Stored data
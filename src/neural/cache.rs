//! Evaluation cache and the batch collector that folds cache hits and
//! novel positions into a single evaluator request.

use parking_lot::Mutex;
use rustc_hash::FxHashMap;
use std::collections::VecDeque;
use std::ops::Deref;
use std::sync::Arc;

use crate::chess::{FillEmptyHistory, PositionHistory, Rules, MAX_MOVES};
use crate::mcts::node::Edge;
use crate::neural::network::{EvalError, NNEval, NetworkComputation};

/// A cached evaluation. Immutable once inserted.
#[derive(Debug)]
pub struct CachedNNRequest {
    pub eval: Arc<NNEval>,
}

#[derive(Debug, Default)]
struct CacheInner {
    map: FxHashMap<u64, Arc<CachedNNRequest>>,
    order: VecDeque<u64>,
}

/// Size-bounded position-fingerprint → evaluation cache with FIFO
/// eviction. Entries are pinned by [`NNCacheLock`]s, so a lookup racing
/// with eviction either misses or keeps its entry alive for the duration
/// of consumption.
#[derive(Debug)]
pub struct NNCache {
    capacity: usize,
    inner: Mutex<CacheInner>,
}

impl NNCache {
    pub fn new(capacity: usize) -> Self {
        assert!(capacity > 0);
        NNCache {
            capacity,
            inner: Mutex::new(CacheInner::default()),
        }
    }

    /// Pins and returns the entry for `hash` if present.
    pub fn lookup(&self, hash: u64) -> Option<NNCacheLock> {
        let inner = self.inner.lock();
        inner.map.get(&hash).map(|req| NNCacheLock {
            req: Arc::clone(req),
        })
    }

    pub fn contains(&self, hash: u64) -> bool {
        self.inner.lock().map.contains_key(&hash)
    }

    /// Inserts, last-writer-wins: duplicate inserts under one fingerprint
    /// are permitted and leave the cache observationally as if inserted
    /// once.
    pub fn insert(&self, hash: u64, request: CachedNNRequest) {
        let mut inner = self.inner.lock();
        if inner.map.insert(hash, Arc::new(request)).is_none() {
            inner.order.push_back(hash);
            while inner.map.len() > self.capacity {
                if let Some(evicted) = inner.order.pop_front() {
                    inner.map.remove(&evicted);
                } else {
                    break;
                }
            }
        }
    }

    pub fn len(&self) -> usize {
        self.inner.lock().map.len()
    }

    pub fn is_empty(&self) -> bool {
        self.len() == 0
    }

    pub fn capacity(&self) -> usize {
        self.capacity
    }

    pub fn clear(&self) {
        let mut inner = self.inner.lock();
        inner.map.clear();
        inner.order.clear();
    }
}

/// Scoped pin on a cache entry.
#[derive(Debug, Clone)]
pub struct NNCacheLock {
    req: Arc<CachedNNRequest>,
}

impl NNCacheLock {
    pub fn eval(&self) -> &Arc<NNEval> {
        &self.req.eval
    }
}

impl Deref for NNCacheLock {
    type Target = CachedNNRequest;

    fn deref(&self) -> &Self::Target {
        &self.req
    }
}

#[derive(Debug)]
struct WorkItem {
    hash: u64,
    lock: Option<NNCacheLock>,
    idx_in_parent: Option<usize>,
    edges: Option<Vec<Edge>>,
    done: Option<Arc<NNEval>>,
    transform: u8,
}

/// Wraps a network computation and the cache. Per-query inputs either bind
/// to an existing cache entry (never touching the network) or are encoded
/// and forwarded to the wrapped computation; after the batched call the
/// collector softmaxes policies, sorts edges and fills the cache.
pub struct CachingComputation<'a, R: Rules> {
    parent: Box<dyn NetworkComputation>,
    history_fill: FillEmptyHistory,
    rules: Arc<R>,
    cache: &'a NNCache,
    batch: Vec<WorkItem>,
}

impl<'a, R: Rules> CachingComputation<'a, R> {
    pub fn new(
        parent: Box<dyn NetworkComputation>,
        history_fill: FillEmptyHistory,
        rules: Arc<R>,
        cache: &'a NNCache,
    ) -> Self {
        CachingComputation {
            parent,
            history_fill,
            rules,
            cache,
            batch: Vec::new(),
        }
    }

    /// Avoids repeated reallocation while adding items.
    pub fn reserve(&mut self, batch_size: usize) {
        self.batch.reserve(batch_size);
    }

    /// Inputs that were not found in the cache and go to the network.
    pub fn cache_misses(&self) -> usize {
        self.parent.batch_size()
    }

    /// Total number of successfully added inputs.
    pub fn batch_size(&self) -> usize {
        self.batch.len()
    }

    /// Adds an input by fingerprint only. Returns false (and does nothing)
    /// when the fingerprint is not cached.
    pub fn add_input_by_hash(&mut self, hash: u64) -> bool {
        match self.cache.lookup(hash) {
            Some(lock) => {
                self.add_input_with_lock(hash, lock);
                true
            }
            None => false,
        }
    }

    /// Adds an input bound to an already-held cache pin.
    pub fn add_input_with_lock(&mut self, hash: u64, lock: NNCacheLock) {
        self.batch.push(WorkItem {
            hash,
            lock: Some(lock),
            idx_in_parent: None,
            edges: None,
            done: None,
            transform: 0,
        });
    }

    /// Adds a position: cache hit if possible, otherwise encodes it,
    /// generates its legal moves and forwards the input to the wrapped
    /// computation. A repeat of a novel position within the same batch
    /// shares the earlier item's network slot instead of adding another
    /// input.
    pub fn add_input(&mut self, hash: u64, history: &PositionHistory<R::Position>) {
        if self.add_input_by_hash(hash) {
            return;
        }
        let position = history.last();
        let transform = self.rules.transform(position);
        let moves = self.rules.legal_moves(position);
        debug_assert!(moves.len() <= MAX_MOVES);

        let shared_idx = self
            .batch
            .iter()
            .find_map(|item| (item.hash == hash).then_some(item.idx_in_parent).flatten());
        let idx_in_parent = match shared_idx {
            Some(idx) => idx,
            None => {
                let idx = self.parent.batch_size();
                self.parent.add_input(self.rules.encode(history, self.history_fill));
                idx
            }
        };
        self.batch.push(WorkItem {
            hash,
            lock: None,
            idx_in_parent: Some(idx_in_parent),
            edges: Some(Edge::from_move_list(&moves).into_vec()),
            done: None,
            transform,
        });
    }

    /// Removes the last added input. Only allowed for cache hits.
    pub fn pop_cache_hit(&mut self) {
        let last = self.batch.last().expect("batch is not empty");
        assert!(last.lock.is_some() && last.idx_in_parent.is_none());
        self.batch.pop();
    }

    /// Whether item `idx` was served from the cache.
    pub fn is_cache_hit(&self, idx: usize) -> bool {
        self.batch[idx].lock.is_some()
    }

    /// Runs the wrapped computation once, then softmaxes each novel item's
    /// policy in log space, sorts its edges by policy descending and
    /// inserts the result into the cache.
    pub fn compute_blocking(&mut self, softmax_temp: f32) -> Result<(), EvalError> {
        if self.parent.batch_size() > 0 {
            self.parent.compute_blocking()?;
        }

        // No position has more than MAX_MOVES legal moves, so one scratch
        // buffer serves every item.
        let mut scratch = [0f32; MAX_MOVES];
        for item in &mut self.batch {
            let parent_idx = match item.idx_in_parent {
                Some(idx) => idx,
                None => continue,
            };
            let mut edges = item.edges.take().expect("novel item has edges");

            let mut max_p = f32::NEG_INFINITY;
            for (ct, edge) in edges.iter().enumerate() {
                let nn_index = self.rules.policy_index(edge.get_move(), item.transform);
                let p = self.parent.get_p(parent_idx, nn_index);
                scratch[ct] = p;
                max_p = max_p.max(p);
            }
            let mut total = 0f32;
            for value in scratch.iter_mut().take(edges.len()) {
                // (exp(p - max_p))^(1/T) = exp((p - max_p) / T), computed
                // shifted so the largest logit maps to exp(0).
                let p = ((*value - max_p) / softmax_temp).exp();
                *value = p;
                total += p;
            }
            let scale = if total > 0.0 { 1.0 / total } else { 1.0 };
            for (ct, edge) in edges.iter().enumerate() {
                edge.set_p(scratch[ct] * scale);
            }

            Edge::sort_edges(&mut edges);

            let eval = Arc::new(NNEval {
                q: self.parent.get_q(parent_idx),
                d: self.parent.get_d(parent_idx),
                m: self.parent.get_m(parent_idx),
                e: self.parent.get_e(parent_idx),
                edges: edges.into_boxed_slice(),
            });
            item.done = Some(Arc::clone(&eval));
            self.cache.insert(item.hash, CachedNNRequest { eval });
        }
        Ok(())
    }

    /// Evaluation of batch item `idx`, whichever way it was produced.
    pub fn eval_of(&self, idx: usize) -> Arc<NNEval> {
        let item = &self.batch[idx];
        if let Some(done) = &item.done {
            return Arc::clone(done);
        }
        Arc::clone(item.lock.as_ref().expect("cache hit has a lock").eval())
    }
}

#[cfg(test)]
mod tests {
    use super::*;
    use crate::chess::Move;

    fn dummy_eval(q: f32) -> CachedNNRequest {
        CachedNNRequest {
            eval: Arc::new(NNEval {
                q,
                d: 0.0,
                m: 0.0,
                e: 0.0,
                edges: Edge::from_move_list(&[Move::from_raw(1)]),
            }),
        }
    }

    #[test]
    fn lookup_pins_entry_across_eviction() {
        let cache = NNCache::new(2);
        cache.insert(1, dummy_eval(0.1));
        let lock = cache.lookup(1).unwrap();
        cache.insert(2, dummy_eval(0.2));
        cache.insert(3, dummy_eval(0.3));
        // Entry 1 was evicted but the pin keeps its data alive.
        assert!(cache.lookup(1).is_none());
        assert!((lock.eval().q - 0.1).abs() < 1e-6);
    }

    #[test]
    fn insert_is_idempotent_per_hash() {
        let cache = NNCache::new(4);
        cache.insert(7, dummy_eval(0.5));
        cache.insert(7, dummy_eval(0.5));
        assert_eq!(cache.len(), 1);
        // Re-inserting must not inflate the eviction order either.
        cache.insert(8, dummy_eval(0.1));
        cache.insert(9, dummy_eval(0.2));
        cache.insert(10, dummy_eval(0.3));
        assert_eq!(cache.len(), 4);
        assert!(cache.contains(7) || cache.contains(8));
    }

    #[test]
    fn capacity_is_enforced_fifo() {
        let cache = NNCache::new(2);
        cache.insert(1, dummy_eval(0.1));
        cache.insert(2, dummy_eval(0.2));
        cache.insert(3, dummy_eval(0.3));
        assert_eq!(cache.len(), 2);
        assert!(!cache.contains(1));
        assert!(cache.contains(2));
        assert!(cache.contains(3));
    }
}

● Work task: Filter the entries down to the lines containing "take". Copy each of those lines.

● Task response:
            let mut edges = item.edges.take().expect("novel item has edges");
            for value in scratch.iter_mut().take(edges.len()) {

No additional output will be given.